=== Section Start ===

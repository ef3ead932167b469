use rust_decimal::Decimal;
use serde::{Deserialize, Serialize};

/// Currency amounts, never f64.
pub type Money = Decimal;

/// Rates as decimals (0.12 = 12%).
pub type Rate = Decimal;

/// Standard computation output envelope
#[derive(Debug, Clone, Serialize, Deserialize)]
pub struct ComputationOutput<T: Serialize> {
    pub result: T,
    pub methodology: String,
    pub assumptions: serde_json::Value,
    pub warnings: Vec<String>,
    pub metadata: ComputationMetadata,
}

/// Metadata attached to every report
#[derive(Debug, Clone, Serialize, Deserialize)]
pub struct ComputationMetadata {
    pub version: String,
    pub computation_time_us: u64,
    pub precision: String,
}

/// Wrap a result with methodology, assumptions and timing.
pub fn with_metadata<T: Serialize>(
    methodology: &str,
    assumptions: &impl Serialize,
    warnings: Vec<String>,
    elapsed_us: u64,
    scale: u32,
    result: T,
) -> ComputationOutput<T> {
    ComputationOutput {
        result,
        methodology: methodology.to_string(),
        assumptions: serde_json::to_value(assumptions).unwrap_or_default(),
        warnings,
        metadata: ComputationMetadata {
            version: env!("CARGO_PKG_VERSION").to_string(),
            computation_time_us: elapsed_us,
            precision: format!("rust_decimal_128bit, rounded to {scale}dp"),
        },
    }
}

=== Section End ===

## Exercise aim
Once more, write out the entries exactly as they were written.

## Solution for this problem
repository ef3ead932167b469
use rust_decimal::Decimal;
use serde::{Deserialize, Serialize};

/// Currency amounts, never f64.
pub type Money = Decimal;

/// Rates as decimals (0.12 = 12%).
pub type Rate = Decimal;

/// Standard computation output envelope
#[derive(Debug, Clone, Serialize, Deserialize)]
pub struct ComputationOutput<T: Serialize> {
    pub result: T,
    pub methodology: String,
    pub assumptions: serde_json::Value,
    pub warnings: Vec<String>,
    pub metadata: ComputationMetadata,
}

/// Metadata attached to every report
#[derive(Debug, Clone, Serialize, Deserialize)]
pub struct ComputationMetadata {
    pub version: String,
    pub computation_time_us: u64,
    pub precision: String,
}

/// Wrap a result with methodology, assumptions and timing.
pub fn with_metadata<T: Serialize>(
    methodology: &str,
    assumptions: &impl Serialize,
    warnings: Vec<String>,
    elapsed_us: u64,
    scale: u32,
    result: T,
) -> ComputationOutput<T> {
    ComputationOutput {
        result,
        methodology: methodology.to_string(),
        assumptions: serde_json::to_value(assumptions).unwrap_or_default(),
        warnings,
        metadata: ComputationMetadata {
            version: env!("CARGO_PKG_VERSION").to_string(),
            computation_time_us: elapsed_us,
            precision: format!("rust_decimal_128bit, rounded to {scale}dp"),
        },
    }
}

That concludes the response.